L'obiettivo primario del test è quello di valutare le differenze relative resistenza della parete cellulare vegetale al combinato termochimica / enzymsaccarificazione ATIC tutta una serie di singole varianti. Vale la pena notare che il test non tenta di ottimizzare qualsiasi delle condizioni utilizzate per saccarificazione. In effetti, le condizioni di gravità pretrattamento sono significativamente subottimale per ampliare la gamma di sensibilità del test, il targeting una resa di conversione finale del 50% al 70% del teorico. Condizioni di pretrattamento o in prossimità ottimale sarebbe spingere tutti i campioni di alta conversione, restringendo notevolmente la gamma dinamica del saggio. Viceversa, l'enzima caricamento è molto maggiore di quella normalmente riportato per digestioni panchina scala. Ancora una volta, l'obiettivo del metodo non è di trovare la migliore enzima o minimizzare il costo dell'enzima, ma per misurare la riluttanza intrinseca delle pareti cellulari di conversione e con carichi molto elevati enzima rimuove variabilità dal saggio.
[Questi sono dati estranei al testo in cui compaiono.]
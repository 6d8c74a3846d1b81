//! Per-project inference and the `project` block of `premake5.lua`.

use std::fmt;
use std::path::Path;

use anyhow::{Context, Result};

use crate::paths::forward_slashes;

/// Source files whose presence makes a project an executable.
const ENTRY_POINTS: [&str; 2] = ["main.c", "main.cpp"];

/// What Premake builds for a project.
#[derive(Debug, Clone, Copy, PartialEq, Eq)]
pub enum ProjectKind {
    Executable,
    Library,
}

impl ProjectKind {
    /// Premake `kind` value.
    pub fn premake_kind(self) -> &'static str {
        match self {
            ProjectKind::Executable => "ConsoleApp",
            ProjectKind::Library => "StaticLib",
        }
    }
}

impl fmt::Display for ProjectKind {
    fn fmt(&self, f: &mut fmt::Formatter<'_>) -> fmt::Result {
        f.write_str(self.premake_kind())
    }
}

/// One inferred sub-project.
#[derive(Debug, Clone, PartialEq, Eq)]
pub struct Project {
    pub name: String,
    /// Project directory relative to the workspace root, forward slashes only.
    pub path: String,
    pub kind: ProjectKind,
}

impl Project {
    pub fn new(name: impl Into<String>, path: &str, kind: ProjectKind) -> Self {
        Self {
            name: name.into(),
            path: forward_slashes(path),
            kind,
        }
    }

    /// Inspect `dir` on disk and describe it as the project `name`, written
    /// into the build description as `rel_path`.
    pub fn discover(name: impl Into<String>, dir: &Path, rel_path: &str) -> Result<Self> {
        let kind = detect_kind(dir)?;
        Ok(Self::new(name, rel_path, kind))
    }
}

impl fmt::Display for Project {
    fn fmt(&self, f: &mut fmt::Formatter<'_>) -> fmt::Result {
        write!(f, "Project: {}, {}, {}", self.name, self.path, self.kind)
    }
}

/// [`ProjectKind::Executable`] if `dir` directly contains `main.c` or
/// `main.cpp` in any letter case, [`ProjectKind::Library`] otherwise.
pub fn detect_kind(dir: &Path) -> Result<ProjectKind> {
    let entries =
        std::fs::read_dir(dir).with_context(|| format!("listing {}", dir.display()))?;
    for entry in entries {
        let entry = entry.with_context(|| format!("listing {}", dir.display()))?;
        let name = entry.file_name().to_string_lossy().to_ascii_lowercase();
        if ENTRY_POINTS.contains(&name.as_str()) && entry.path().is_file() {
            return Ok(ProjectKind::Executable);
        }
    }
    Ok(ProjectKind::Library)
}

/// Render the `project` block for `project`.
///
/// Every project other than the one named after the solution links against
/// the solution-named project.
pub fn generate_project_def(solution_name: &str, project: &Project) -> String {
    let path = escape_lua(&project.path);
    let mut content = format!("project \"{}\"\n", escape_lua(&project.name));
    content.push_str("    language \"C++\"\n");
    content.push_str(&format!("    kind \"{}\"\n", project.kind.premake_kind()));
    content.push_str(&format!("    files {{ \"{path}/**.*\" }}\n"));
    content.push_str(&format!("    removefiles {{ \"{path}/**.aps\" }}\n"));
    content.push_str(&format!("    includedirs {{ \"{path}\" }}\n"));

    if project.name != solution_name {
        let main = escape_lua(solution_name);
        content.push_str(&format!("    links {{ \"{main}\" }}\n"));
    }

    content.push('\n');
    content
}

/// Escape `text` for use inside a double-quoted Lua string.
pub fn escape_lua(text: &str) -> String {
    let mut out = String::with_capacity(text.len());
    for c in text.chars() {
        if c == '\\' || c == '"' {
            out.push('\\');
        }
        out.push(c);
    }
    out
}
Infine, è importante capire che la variabilità nel saggio complessivo è significativamente superiore a quello riportato per benclavoro h scala. Errori standard tipici sono circa l'8%, anche se la gamma è molto più ampia. Questo è semplicemente la natura della piccola, la ricerca HTP. Pipettaggio e gli errori di pesatura sono proporzionalmente più elevata a scala microlitri e mg, come lo sono perdite per evaporazione e condensazione. Biomassa eterogeneità diviene molto grande variabile quando saggiare diversi ordini di grandezza meno particelle in ciascun campione, cioè, 5 mg vs multipla g. I test colorimetrici utilizzati per determinare il glucosio e xilosio correlano bene con risultati HPLC; Tuttavia, mentre i saggi enzimatici-linked per analisi zucchero sono veloci e possono essere eseguite in parallelo, non sono precisi come metodi analitici quali HPLC, introducendo un altro strato di imprecisione (Figura 1).
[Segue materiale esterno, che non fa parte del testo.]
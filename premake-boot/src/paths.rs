//! Path helpers for text that ends up in `premake5.lua` and for the tool path.

use std::path::{Component, Path, PathBuf};

/// Replace every backslash with a forward slash.
///
/// Premake only understands forward-slash paths, whatever the host uses.
pub fn forward_slashes(path: &str) -> String {
    path.replace('\\', "/")
}

/// Rewrite `path` in host conventions: separators become the host's main
/// separator and `.` components are dropped.
pub fn host_path(path: &Path) -> PathBuf {
    // Rebuilding from components joins with the host separator; `/` is
    // already a separator on Windows. No string round-trip, so names that
    // are not UTF-8 survive.
    let normalized: PathBuf = path
        .components()
        .filter(|c| !matches!(c, Component::CurDir))
        .collect();
    if normalized.as_os_str().is_empty() {
        PathBuf::from(".")
    } else {
        normalized
    }
}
A causa di tutte le considerazioni di cui sopra, i risultati devono essere interpretati e riportati entro certi limiti solo. I dati devono essere esaminati in interi set, non come singoli campioni. Repliche sono necessari per mearisultati valida-. Tendenze e valori anomali sono significativi, ma i risultati non sono singoli. I confronti sono fatti meglio all'interno dei set sperimentali singoli. Confronti tra campagne temporalmente o spazialmente separate richiedono controlli molto stretti e un attento esame per essere significativo. Dati HTP non è direttamente paragonabile a benchmark o dati altra scala. Tendenze binario tra la HTP e altre scale, ma i confronti diretti del campione non danno risultati identici.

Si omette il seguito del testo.